TASK ITEM: From the records that follow, copy every line that contains the word "warehouses".

DATA TO EXAMINE:
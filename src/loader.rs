//! Dataset loading
//!
//! Each of the seven CSV files is read once, its header validated against the
//! dataset's required columns, and every row deserialized into a typed record.
//! A failure is kept per dataset so unrelated sections can still render.

use csv::{ReaderBuilder, Trim};
use serde::de::DeserializeOwned;
use std::path::Path;
use tracing::{info, warn};

use crate::error::{Error, LoadError};
use crate::models::{
    CostBreakdown, Dataset, DeliveryRecord, FeedbackRecord, Order, Route, SourceTables, Vehicle,
    WarehouseRecord,
};

/// A typed row of one source dataset
pub trait SourceRecord: DeserializeOwned {
    const DATASET: Dataset;

    /// Identifier fields as `(column, value)`; none may be blank.
    fn keys(&self) -> Vec<(&'static str, &str)>;
}

impl SourceRecord for Order {
    const DATASET: Dataset = Dataset::Orders;

    fn keys(&self) -> Vec<(&'static str, &str)> {
        vec![
            ("Order_ID", &self.order_id),
            ("Route_ID", &self.route_id),
            ("Vehicle_ID", &self.vehicle_id),
            ("Warehouse_ID", &self.warehouse_id),
        ]
    }
}

impl SourceRecord for DeliveryRecord {
    const DATASET: Dataset = Dataset::Delivery;

    fn keys(&self) -> Vec<(&'static str, &str)> {
        vec![("Order_ID", &self.order_id)]
    }
}

impl SourceRecord for Route {
    const DATASET: Dataset = Dataset::Routes;

    fn keys(&self) -> Vec<(&'static str, &str)> {
        vec![("Route_ID", &self.route_id)]
    }
}

impl SourceRecord for Vehicle {
    const DATASET: Dataset = Dataset::Fleet;

    fn keys(&self) -> Vec<(&'static str, &str)> {
        vec![("Vehicle_ID", &self.vehicle_id)]
    }
}

impl SourceRecord for WarehouseRecord {
    const DATASET: Dataset = Dataset::Warehouse;

    fn keys(&self) -> Vec<(&'static str, &str)> {
        vec![("Warehouse_ID", &self.warehouse_id)]
    }
}

impl SourceRecord for FeedbackRecord {
    const DATASET: Dataset = Dataset::Feedback;

    fn keys(&self) -> Vec<(&'static str, &str)> {
        vec![("Order_ID", &self.order_id)]
    }
}

impl SourceRecord for CostBreakdown {
    const DATASET: Dataset = Dataset::Costs;

    fn keys(&self) -> Vec<(&'static str, &str)> {
        vec![("Order_ID", &self.order_id)]
    }
}

/// Read one dataset from any CSV source.
pub fn read_records<T, R>(source: R) -> Result<Vec<T>, LoadError>
where
    T: SourceRecord,
    R: std::io::Read,
{
    let mut reader = ReaderBuilder::new()
        .has_headers(true)
        .trim(Trim::All)
        .from_reader(source);
    parse_records(&mut reader)
}

/// Read one dataset from `<dir>/<file name>`.
pub fn load_dataset<T: SourceRecord>(dir: &Path) -> Result<Vec<T>, LoadError> {
    let path = dir.join(T::DATASET.file_name());
    let mut reader = ReaderBuilder::new()
        .has_headers(true)
        .trim(Trim::All)
        .from_path(&path)
        .map_err(|source| LoadError::Io {
            dataset: T::DATASET,
            path: path.clone(),
            source,
        })?;
    let records = parse_records(&mut reader)?;
    info!("Loaded {} rows from {:?}", records.len(), path);
    Ok(records)
}

fn parse_records<T, R>(reader: &mut csv::Reader<R>) -> Result<Vec<T>, LoadError>
where
    T: SourceRecord,
    R: std::io::Read,
{
    let dataset = T::DATASET;
    let headers = reader
        .headers()
        .map_err(|source| LoadError::InvalidRecord {
            dataset,
            line: 1,
            source,
        })?
        .clone();

    for &column in dataset.required_columns() {
        if !headers.iter().any(|h| h == column) {
            return Err(LoadError::MissingColumn { dataset, column });
        }
    }

    let mut records = Vec::new();
    for result in reader.deserialize::<T>() {
        let record = result.map_err(|source| LoadError::InvalidRecord {
            dataset,
            line: source.position().map(|p| p.line()).unwrap_or(0),
            source,
        })?;
        // header is line 1, first data row is line 2
        let line = records.len() as u64 + 2;
        if let Some((column, _)) = record.keys().into_iter().find(|(_, v)| v.is_empty()) {
            return Err(LoadError::InvalidValue {
                dataset,
                line,
                column,
                value: String::new(),
            });
        }
        records.push(record);
    }
    Ok(records)
}

/// Outcome of loading all seven datasets; each keeps its own result.
#[derive(Debug)]
pub struct SourceData {
    pub orders: Result<Vec<Order>, LoadError>,
    pub delivery: Result<Vec<DeliveryRecord>, LoadError>,
    pub routes: Result<Vec<Route>, LoadError>,
    pub fleet: Result<Vec<Vehicle>, LoadError>,
    pub warehouses: Result<Vec<WarehouseRecord>, LoadError>,
    pub feedback: Result<Vec<FeedbackRecord>, LoadError>,
    pub costs: Result<Vec<CostBreakdown>, LoadError>,
}

impl SourceData {
    /// Load every dataset under `dir`. Only total absence of usable data is fatal.
    pub fn load(dir: &Path) -> Result<Self, Error> {
        info!("Loading datasets from {:?}", dir);
        let data = Self {
            orders: load_dataset(dir),
            delivery: load_dataset(dir),
            routes: load_dataset(dir),
            fleet: load_dataset(dir),
            warehouses: load_dataset(dir),
            feedback: load_dataset(dir),
            costs: load_dataset(dir),
        };

        let failures = data.failures();
        for err in &failures {
            warn!("{}", err);
        }
        if failures.len() == Dataset::ALL.len() {
            return Err(Error::NoUsableData);
        }
        Ok(data)
    }

    /// Wrap already-loaded tables; used by tests and the synthetic generator.
    pub fn from_tables(
        orders: Vec<Order>,
        delivery: Vec<DeliveryRecord>,
        routes: Vec<Route>,
        fleet: Vec<Vehicle>,
        warehouses: Vec<WarehouseRecord>,
        feedback: Vec<FeedbackRecord>,
        costs: Vec<CostBreakdown>,
    ) -> Self {
        Self {
            orders: Ok(orders),
            delivery: Ok(delivery),
            routes: Ok(routes),
            fleet: Ok(fleet),
            warehouses: Ok(warehouses),
            feedback: Ok(feedback),
            costs: Ok(costs),
        }
    }

    pub fn failures(&self) -> Vec<&LoadError> {
        [
            self.orders.as_ref().err(),
            self.delivery.as_ref().err(),
            self.routes.as_ref().err(),
            self.fleet.as_ref().err(),
            self.warehouses.as_ref().err(),
            self.feedback.as_ref().err(),
            self.costs.as_ref().err(),
        ]
        .into_iter()
        .flatten()
        .collect()
    }

    /// All seven tables, or the first load error among them.
    pub fn tables(&self) -> Result<SourceTables<'_>, &LoadError> {
        Ok(SourceTables {
            orders: self.orders.as_deref()?,
            delivery: self.delivery.as_deref()?,
            routes: self.routes.as_deref()?,
            fleet: self.fleet.as_deref()?,
            warehouses: self.warehouses.as_deref()?,
            feedback: self.feedback.as_deref()?,
            costs: self.costs.as_deref()?,
        })
    }

    /// Row count per dataset; failed datasets are absent.
    pub fn row_counts(&self) -> Vec<(Dataset, usize)> {
        let counts = [
            self.orders.as_ref().map(Vec::len),
            self.delivery.as_ref().map(Vec::len),
            self.routes.as_ref().map(Vec::len),
            self.fleet.as_ref().map(Vec::len),
            self.warehouses.as_ref().map(Vec::len),
            self.feedback.as_ref().map(Vec::len),
            self.costs.as_ref().map(Vec::len),
        ];
        Dataset::ALL
            .into_iter()
            .zip(counts)
            .filter_map(|(dataset, count)| count.ok().map(|n| (dataset, n)))
            .collect()
    }
}

#[cfg(test)]
mod tests {
    use super::*;
    use std::fs;

    const ORDERS_CSV: &str = "\
Order_ID,Order_Date,Customer_ID,Product_Category,Order_Value_INR,Carrier,Route_ID,Vehicle_ID,Warehouse_ID,Priority
ORD001,2024-01-05,CUST01,Electronics,1500.5,SpeedyLogistics,R01,V01,WH01,Express
ORD002,2024-01-06,CUST02,Books,,QuickShip,R02,V02,WH02,Standard
";

    #[test]
    fn test_reads_typed_rows_and_blank_measures() {
        let orders: Vec<Order> = read_records(ORDERS_CSV.as_bytes()).unwrap();
        assert_eq!(orders.len(), 2);
        assert_eq!(orders[0].order_value, Some(1500.5));
        assert_eq!(orders[0].order_date.to_string(), "2024-01-05");
        assert_eq!(orders[1].order_value, None);
    }

    #[test]
    fn test_missing_required_column() {
        let csv = "Order_ID,Fuel_Cost,Labor_Cost,Packaging_Cost,Other_Overhead\nORD001,1,2,3,4\n";
        let err = read_records::<CostBreakdown, _>(csv.as_bytes()).unwrap_err();
        match err {
            LoadError::MissingColumn { dataset, column } => {
                assert_eq!(dataset, Dataset::Costs);
                assert_eq!(column, "Technology_Platform_Fee");
            }
            other => panic!("unexpected error: {}", other),
        }
    }

    #[test]
    fn test_mistyped_value_is_load_error() {
        let csv = "\
Vehicle_ID,Vehicle_Type,Age_Years,Fuel_Efficiency_KM_per_L,CO2_Emissions_Kg_per_KM,Maintenance_Cost_INR
V01,Truck,old,8.5,0.9,1200
";
        let err = read_records::<Vehicle, _>(csv.as_bytes()).unwrap_err();
        assert!(matches!(err, LoadError::InvalidRecord { dataset: Dataset::Fleet, .. }));
    }

    #[test]
    fn test_blank_key_is_rejected() {
        let csv = "\
Route_ID,Route,Distance_KM,Fuel_Consumption_L,Toll_Charges_INR,Traffic_Delay_Minutes
R01,Mumbai-Pune,150,20,300,15
,Delhi-Agra,230,31,410,40
";
        let err = read_records::<Route, _>(csv.as_bytes()).unwrap_err();
        match err {
            LoadError::InvalidValue { line, column, .. } => {
                assert_eq!(line, 3);
                assert_eq!(column, "Route_ID");
            }
            other => panic!("unexpected error: {}", other),
        }
    }

    #[test]
    fn test_load_keeps_failures_per_dataset() {
        let dir = tempfile::tempdir().unwrap();
        fs::write(dir.path().join("orders.csv"), ORDERS_CSV).unwrap();

        let data = SourceData::load(dir.path()).unwrap();
        assert!(data.orders.is_ok());
        assert_eq!(data.failures().len(), 6);
        assert!(data.tables().is_err());
        assert_eq!(data.row_counts(), vec![(Dataset::Orders, 2)]);
    }

    #[test]
    fn test_no_usable_data() {
        let dir = tempfile::tempdir().unwrap();
        let err = SourceData::load(dir.path()).unwrap_err();
        assert!(matches!(err, Error::NoUsableData));
    }
}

TASK SOLUTION:
    pub warehouses: Result<Vec<WarehouseRecord>, LoadError>,
            warehouses: load_dataset(dir),
        warehouses: Vec<WarehouseRecord>,
            warehouses: Ok(warehouses),
            self.warehouses.as_ref().err(),
            warehouses: self.warehouses.as_deref()?,
            self.warehouses.as_ref().map(Vec::len),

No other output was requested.